Idea
A lightweight forecasting model using frequency-specialized linear experts for efficient, accurate time series predictions across industries.
Research Paper
Core Innovation
This paper introduces Super-Linear, a mixture-of-experts model that replaces complex deep architectures with simple linear experts specialized by frequency. It uses a lightweight spectral gating mechanism to dynamically select relevant experts, enabling efficient and accurate forecasting across diverse datasets. This approach achieves state-of-the-art results while improving efficiency and interpretability.
Market Size (TAM)
$20–50B TAM for time series forecasting solutions; $2–10B SAM from energy, finance, healthcare, and logistics sectors. Driven by demand for scalable, interpretable forecasting and cost-efficient AI models.
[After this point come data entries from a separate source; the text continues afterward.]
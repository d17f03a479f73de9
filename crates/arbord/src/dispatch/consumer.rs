//! The single consumer loop.

use std::panic::{self, AssertUnwindSafe};
use std::sync::mpsc::Receiver;
use std::time::Instant;

use serde_json::Value;
use tracing::{debug, error, info, warn};

use crate::context::ServiceContext;
use crate::process::{StopReason, StopToken};
use crate::registry::{Handler, HandlerError, HandlerOutcome, HandlerRegistry, Reply};

use super::decode::{self, Params};
use super::queue::{DispatchResult, Envelope, PendingRequest};
use super::{DISPATCH_TARGET, DispatchError, InboundRequest};

pub(super) fn run(
    receiver: &Receiver<Envelope>,
    registry: &HandlerRegistry,
    mut context: ServiceContext,
    stop: &StopToken,
) -> ServiceContext {
    info!(
        target: DISPATCH_TARGET,
        routes = registry.len(),
        "dispatch consumer started"
    );
    let mut reason = StopReason::QueueClosed;
    while let Ok(envelope) = receiver.recv() {
        let PendingRequest {
            request,
            completion,
            ticket: _ticket,
        } = match envelope {
            Envelope::Request(pending) => pending,
            Envelope::Close => break,
        };
        let path = request.path.clone();
        let started = Instant::now();
        let result = process(registry, &mut context, request);
        let terminate = matches!(result, Err(DispatchError::Terminated { .. }));
        debug!(
            target: DISPATCH_TARGET,
            path = %path,
            ok = result.is_ok(),
            elapsed_ms = started.elapsed().as_millis(),
            "request processed"
        );
        if completion.send(result).is_err() {
            debug!(
                target: DISPATCH_TARGET,
                path = %path,
                "caller stopped waiting; result dropped"
            );
        }
        if terminate {
            reason = StopReason::Terminated;
            break;
        }
    }
    let discarded = receiver.try_iter().count();
    if discarded > 0 {
        warn!(
            target: DISPATCH_TARGET,
            discarded,
            "queued requests discarded at shutdown"
        );
    }
    info!(
        target: DISPATCH_TARGET,
        reason = %reason,
        "dispatch consumer stopped"
    );
    stop.trigger(reason);
    context
}

fn process(
    registry: &HandlerRegistry,
    context: &mut ServiceContext,
    request: InboundRequest,
) -> DispatchResult {
    let InboundRequest {
        path,
        headers,
        body,
    } = request;
    let handler = registry.lookup(&path).map_err(|error| {
        warn!(target: DISPATCH_TARGET, path = %path, "route not found");
        DispatchError::from(error)
    })?;
    let params = decode::decode(handler.kind(), &headers, &body).map_err(|message| {
        warn!(
            target: DISPATCH_TARGET,
            path = %path,
            kind = %handler.kind(),
            error = %message,
            "request body rejected"
        );
        DispatchError::decode(path.as_str(), message)
    })?;

    let invocation = panic::catch_unwind(AssertUnwindSafe(|| match (handler, params) {
        (Handler::Unary(call), Params::Json(args)) => call(context, &headers, args),
        (Handler::Streaming { poll, .. }, Params::Json(args)) => poll(context, &headers, args),
        (Handler::UploadUnary(call), Params::Upload(upload)) => call(context, &headers, upload),
        (Handler::Interactive(call), _) => call(context),
        (_, params) => Err(HandlerError::invalid_arguments(format!(
            "parameters {params:?} do not match handler kind"
        ))),
    }));

    let outcome = match invocation {
        Ok(Ok(outcome)) => outcome,
        Ok(Err(failure)) => {
            error!(
                target: DISPATCH_TARGET,
                path = %path,
                error = %failure,
                "handler failed"
            );
            return Err(DispatchError::handler_failed(path, failure.to_string()));
        }
        Err(_) => {
            error!(target: DISPATCH_TARGET, path = %path, "handler panicked");
            return Err(DispatchError::handler_panicked(path));
        }
    };

    let streaming = matches!(handler, Handler::Streaming { .. });
    match outcome {
        HandlerOutcome::Terminate => {
            info!(target: DISPATCH_TARGET, path = %path, "handler requested termination");
            Err(DispatchError::terminated(path))
        }
        HandlerOutcome::Continue(Reply::Json(Value::Null)) if streaming => {
            Ok(Reply::Json(Value::Bool(false)))
        }
        HandlerOutcome::Continue(Reply::Json(Value::Null)) => bad_result(path),
        HandlerOutcome::Continue(Reply::Download { .. }) if streaming => bad_result(path),
        HandlerOutcome::Continue(reply) => Ok(reply),
    }
}

fn bad_result(path: String) -> DispatchResult {
    error!(target: DISPATCH_TARGET, path = %path, "handler returned no usable result");
    Err(DispatchError::bad_handler_result(path))
}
Potential Customers & Pain Points
- Energy companies needing scalable forecasting
- Financial firms requiring robust multi-frequency predictions
- Healthcare providers seeking interpretable time series models
- Logistics firms demanding efficient forecasting with low computational cost
Business Model
Open-source core model with enterprise licensing for enhanced features and support; consulting for integration and customization.
Competitive Landscape
- Chronos
- Time-MoE
- DeepAR
Implementation Challenges
- Adoption of new forecasting models in legacy systems
- Competition from established deep learning frameworks
- Need for extensive validation across diverse datasets
Validation Strategy
- Benchmark against state-of-the-art models on public datasets
- Pilot deployments with industry partners in energy and finance
- Collect feedback to improve model robustness and interpretability
Research Paper Overview
Super-Linear: A Lightweight Pretrained Mixture of Linear Experts for Time Series Forecasting
Summary
Super-Linear is a lightweight and scalable mixture-of-experts model for time series forecasting that uses frequency-specialized linear experts and a spectral gating mechanism to efficiently select relevant experts. It matches state-of-the-art performance with superior efficiency, robustness to sampling rates, and enhanced interpretability, replacing deep architectures with simpler components trained on resampled data across multiple frequency regimes.